Task item — Below are entries. Copy exactly the lines running from the line that holds "app.form.toggle_advanced();" to the line that holds "app.session = SessionView::Error", with both ends included.

Information supplied —

#[cfg(test)]
mod tests {
    use std::time::Duration;

    use fatigue_core::api::{
        ApiError, ApiErrorKind, PredictedAction, PredictionResult, PredictionStatus,
        QueueResponse, Reported, RiskLevel, SessionId,
    };
    use fatigue_core::session::FormValidation;
    use serde_json::json;
    use tokio_util::sync::CancellationToken;

    use super::*;
    use crate::common::{TaskCompleted, TaskId, TaskStarted};
    use crate::features::feedback::FeedbackField;
    use crate::features::statusline::AgentIndicator;

    fn app() -> AppState {
        let mut app = AppState::new("http://localhost:8000", Duration::from_secs(3));
        app.form.player_name = "Ana".to_string();
        app.form.distance_km = "8.2".to_string();
        app.form.sprint_count = "12".to_string();
        app
    }

    fn key(code: KeyCode) -> UiEvent {
        UiEvent::Terminal(Event::Key(KeyEvent::new(code, KeyModifiers::NONE)))
    }

    fn ctrl(c: char) -> UiEvent {
        UiEvent::Terminal(Event::Key(KeyEvent::new(
            KeyCode::Char(c),
            KeyModifiers::CONTROL,
        )))
    }

    fn complete(app: &mut AppState, kind: TaskKind, id: TaskId, result: UiEvent) -> Vec<UiEffect> {
        update(
            app,
            UiEvent::TaskCompleted {
                kind,
                completed: TaskCompleted {
                    id,
                    result: Box::new(result),
                },
            },
        )
    }

    fn queued(session_id: SessionId) -> UiEvent {
        UiEvent::SessionQueued(Ok(QueueResponse {
            session_id,
            status: Some("queued".to_string()),
            message: None,
            timestamp: None,
            estimated_wait_time_ms: None,
        }))
    }

    fn prediction(session_id: SessionId) -> PredictionResult {
        PredictionResult {
            session_id,
            fatigue_score: 63.0,
            risk_level: Reported::Known(RiskLevel::Medium),
            predicted_action: Reported::Known(PredictedAction::Monitor),
            confidence: 0.81,
            processed_at: None,
            status: Reported::Known(PredictionStatus::Processed),
        }
    }

    fn submit(app: &mut AppState) -> TaskId {
        let effects = update(app, key(KeyCode::Enter));
        match effects.as_slice() {
            [UiEffect::SubmitSession { task, .. }] => *task,
            other => panic!("expected SubmitSession, got {other:?}"),
        }
    }

    /// Drives a submit through to Results for `session_id`.
    fn to_results(app: &mut AppState, session_id: SessionId) {
        let submit_task = submit(app);
        let effects = complete(app, TaskKind::Submit, submit_task, queued(session_id));
        let poll_task = match effects.as_slice() {
            [UiEffect::StartPoll { task, session_id: id }] => {
                assert_eq!(*id, session_id);
                *task
            }
            other => panic!("expected StartPoll, got {other:?}"),
        };
        complete(
            app,
            TaskKind::Poll,
            poll_task,
            UiEvent::PollFinished {
                session_id,
                result: Ok(prediction(session_id)),
            },
        );
    }

    #[test]
    fn test_invalid_form_makes_no_request() {
        let mut app = app();
        app.form.player_name.clear();
        let effects = update(&mut app, key(KeyCode::Enter));
        assert!(effects.is_empty());
        assert_eq!(app.form.error, Some(FormValidation::MissingPlayerName));
        assert_eq!(app.session, SessionView::Idle);
        assert!(!app.is_predicting());
    }

    #[test]
    fn test_submit_disabled_while_predicting() {
        let mut app = app();
        submit(&mut app);
        assert!(app.is_predicting());
        assert!(update(&mut app, key(KeyCode::Enter)).is_empty());
    }

    #[test]
    fn test_happy_path_reaches_results() {
        let mut app = app();
        let submit_task = submit(&mut app);
        complete(&mut app, TaskKind::Submit, submit_task, queued(42));
        assert_eq!(app.session, SessionView::Loading { session_id: 42 });
        assert!(app.is_predicting());

        let poll_task = app.tasks.poll.active.unwrap();
        complete(
            &mut app,
            TaskKind::Poll,
            poll_task,
            UiEvent::PollFinished {
                session_id: 42,
                result: Ok(prediction(42)),
            },
        );
        let SessionView::Results { display, active } = &app.session else {
            panic!("expected results, got {:?}", app.session);
        };
        assert_eq!(display.score_label, "63");
        assert_eq!(display.confidence_label, "81%");
        assert_eq!(active.session_id, 42);
        assert!(!app.is_predicting());
    }

    #[test]
    fn test_submit_failure_shows_server_detail() {
        let mut app = app();
        let task = submit(&mut app);
        complete(
            &mut app,
            TaskKind::Submit,
            task,
            UiEvent::SessionQueued(Err(ApiError::http_status(
                503,
                r#"{"detail":"Queue service not available"}"#,
            ))),
        );
        assert_eq!(
            app.session,
            SessionView::Error {
                message: "Queue service not available".to_string()
            }
        );
        assert!(!app.is_predicting());
    }

    #[test]
    fn test_poll_timeout_shows_error() {
        let mut app = app();
        let task = submit(&mut app);
        complete(&mut app, TaskKind::Submit, task, queued(9));
        let poll_task = app.tasks.poll.active.unwrap();
        complete(
            &mut app,
            TaskKind::Poll,
            poll_task,
            UiEvent::PollFinished {
                session_id: 9,
                result: Err(ApiError::timeout(
                    "Timeout: Results not ready after 30 seconds",
                )),
            },
        );
        assert_eq!(
            app.session,
            SessionView::Error {
                message: "Timeout: Results not ready after 30 seconds".to_string()
            }
        );
    }

    #[test]
    fn test_reset_only_from_results_or_error() {
        let mut app = app();
        assert!(update(&mut app, ctrl('r')).is_empty());
        assert_eq!(app.form.player_name, "Ana");

        let task = submit(&mut app);
        complete(&mut app, TaskKind::Submit, task, queued(5));
        update(&mut app, ctrl('r'));
        assert_eq!(app.session, SessionView::Loading { session_id: 5 });
    }

    #[test]
    fn test_reset_restores_form_and_hides_advanced() {
        let mut app = app();
        app.form.toggle_advanced();
        to_results(&mut app, 42);

        update(&mut app, ctrl('r'));
        assert_eq!(app.session, SessionView::Idle);
        assert!(app.form.player_name.is_empty());
        assert!(!app.form.show_advanced);
        assert_eq!(app.pane, Pane::Form);
    }

    #[test]
    fn test_stale_submit_after_reset_is_ignored() {
        let mut app = app();
        app.session = SessionView::Error {
            message: "boom".to_string(),
        };
        let stale = submit(&mut app);
        let token = CancellationToken::new();
        update(
            &mut app,
            UiEvent::TaskStarted {
                kind: TaskKind::Submit,
                started: TaskStarted {
                    id: stale,
                    cancel: Some(token.clone()),
                },
            },
        );

        let effects = update(&mut app, ctrl('r'));
        assert!(matches!(
            effects.as_slice(),
            [UiEffect::CancelTask { kind: TaskKind::Submit, token: Some(_) }]
        ));
        assert_eq!(app.session, SessionView::Idle);

        let effects = complete(&mut app, TaskKind::Submit, stale, queued(77));
        assert!(effects.is_empty());
        assert_eq!(app.session, SessionView::Idle);
    }

    #[test]
    fn test_late_start_of_superseded_task_is_cancelled() {
        let mut app = app();
        let effects = update(
            &mut app,
            UiEvent::TaskStarted {
                kind: TaskKind::Poll,
                started: TaskStarted {
                    id: TaskId(99),
                    cancel: Some(CancellationToken::new()),
                },
            },
        );
        assert!(matches!(
            effects.as_slice(),
            [UiEffect::CancelTask { kind: TaskKind::Poll, token: Some(_) }]
        ));
    }

    #[test]
    fn test_poll_result_for_other_session_is_ignored() {
        let mut app = app();
        app.session = SessionView::Loading { session_id: 2 };
        update(
            &mut app,
            UiEvent::PollFinished {
                session_id: 1,
                result: Ok(prediction(1)),
            },
        );
        assert_eq!(app.session, SessionView::Loading { session_id: 2 });
    }

    #[test]
    fn test_cancelled_poll_keeps_view() {
        let mut app = app();
        app.session = SessionView::Loading { session_id: 2 };
        update(
            &mut app,
            UiEvent::PollFinished {
                session_id: 2,
                result: Err(ApiError::cancelled()),
            },
        );
        assert_eq!(app.session, SessionView::Loading { session_id: 2 });
    }

    #[test]
    fn test_feedback_pane_requires_results() {
        let mut app = app();
        update(&mut app, ctrl('f'));
        assert_eq!(app.pane, Pane::Form);

        to_results(&mut app, 42);
        update(&mut app, ctrl('f'));
        assert_eq!(app.pane, Pane::Feedback);
        update(&mut app, key(KeyCode::Esc));
        assert_eq!(app.pane, Pane::Form);
    }

    #[test]
    fn test_incorrect_feedback_needs_correction() {
        let mut app = app();
        to_results(&mut app, 42);
        update(&mut app, ctrl('f'));

        // Verdict: No
        update(&mut app, key(KeyCode::Left));
        let effects = update(&mut app, key(KeyCode::Enter));
        assert!(effects.is_empty());
        assert_eq!(
            app.feedback.error.as_deref(),
            Some("Please select both correct action and estimated fatigue level")
        );
        assert!(!app.tasks.feedback.is_running());
    }

    #[test]
    fn test_incorrect_feedback_sends_bucket_score() {
        let mut app = app();
        to_results(&mut app, 42);
        update(&mut app, ctrl('f'));

        update(&mut app, key(KeyCode::Left));
        app.feedback.focus = FeedbackField::CorrectAction;
        update(&mut app, key(KeyCode::Right));
        app.feedback.focus = FeedbackField::EstimatedFatigue;
        update(&mut app, key(KeyCode::Right));
        update(&mut app, key(KeyCode::Right));
        update(&mut app, key(KeyCode::Right));

        let effects = update(&mut app, key(KeyCode::Enter));
        let [UiEffect::SubmitFeedback { request, .. }] = effects.as_slice() else {
            panic!("expected SubmitFeedback, got {effects:?}");
        };
        assert_eq!(request.session_id, 42);
        assert!(!request.correct);
        assert_eq!(request.user_label, "70");
    }

    #[test]
    fn test_feedback_notice_clears_form() {
        let mut app = app();
        app.feedback_notice = Duration::ZERO;
        to_results(&mut app, 42);
        update(&mut app, ctrl('f'));

        update(&mut app, key(KeyCode::Right));
        let effects = update(&mut app, key(KeyCode::Enter));
        let [UiEffect::SubmitFeedback { task, request }] = effects.as_slice() else {
            panic!("expected SubmitFeedback, got {effects:?}");
        };
        assert_eq!(request.user_label, "monitor");
        let task = *task;

        complete(
            &mut app,
            TaskKind::Feedback,
            task,
            UiEvent::FeedbackSent(Ok(json!({"status": "saved"}))),
        );
        assert_eq!(
            app.feedback.notice.as_ref().map(|n| n.text),
            Some("✅ Feedback saved! Retrain agent will process it.")
        );

        update(&mut app, UiEvent::Tick);
        assert!(app.feedback.notice.is_none());
        assert_eq!(app.feedback.draft.correct, None);
    }

    #[test]
    fn test_feedback_failure_message() {
        let mut app = app();
        to_results(&mut app, 42);
        update(&mut app, ctrl('f'));
        update(&mut app, key(KeyCode::Right));
        let effects = update(&mut app, key(KeyCode::Enter));
        let [UiEffect::SubmitFeedback { task, .. }] = effects.as_slice() else {
            panic!("expected SubmitFeedback, got {effects:?}");
        };
        let task = *task;

        complete(
            &mut app,
            TaskKind::Feedback,
            task,
            UiEvent::FeedbackSent(Err(ApiError::http_status(500, ""))),
        );
        assert_eq!(
            app.feedback.error.as_deref(),
            Some("Failed to submit feedback: HTTP 500")
        );
        assert_eq!(app.feedback.draft.correct, Some(true));
    }

    #[test]
    fn test_status_failure_only_changes_indicator() {
        let mut app = app();
        to_results(&mut app, 42);
        let before = app.session.clone();

        update(
            &mut app,
            UiEvent::AgentStatusLoaded(Err(ApiError::new(ApiErrorKind::Network, "refused"))),
        );
        assert_eq!(app.status_line.indicator, AgentIndicator::ConnectionError);
        assert_eq!(app.session, before);
    }

    #[test]
    fn test_quit_cancels_running_tasks() {
        let mut app = app();
        submit(&mut app);
        let effects = update(&mut app, ctrl('c'));
        assert!(matches!(
            effects.as_slice(),
            [
                UiEffect::CancelTask { kind: TaskKind::Submit, .. },
                UiEffect::Quit
            ]
        ));
    }
}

Exercise answer —
        app.form.toggle_advanced();
        to_results(&mut app, 42);

        update(&mut app, ctrl('r'));
        assert_eq!(app.session, SessionView::Idle);
        assert!(app.form.player_name.is_empty());
        assert!(!app.form.show_advanced);
        assert_eq!(app.pane, Pane::Form);
    }

    #[test]
    fn test_stale_submit_after_reset_is_ignored() {
        let mut app = app();
        app.session = SessionView::Error {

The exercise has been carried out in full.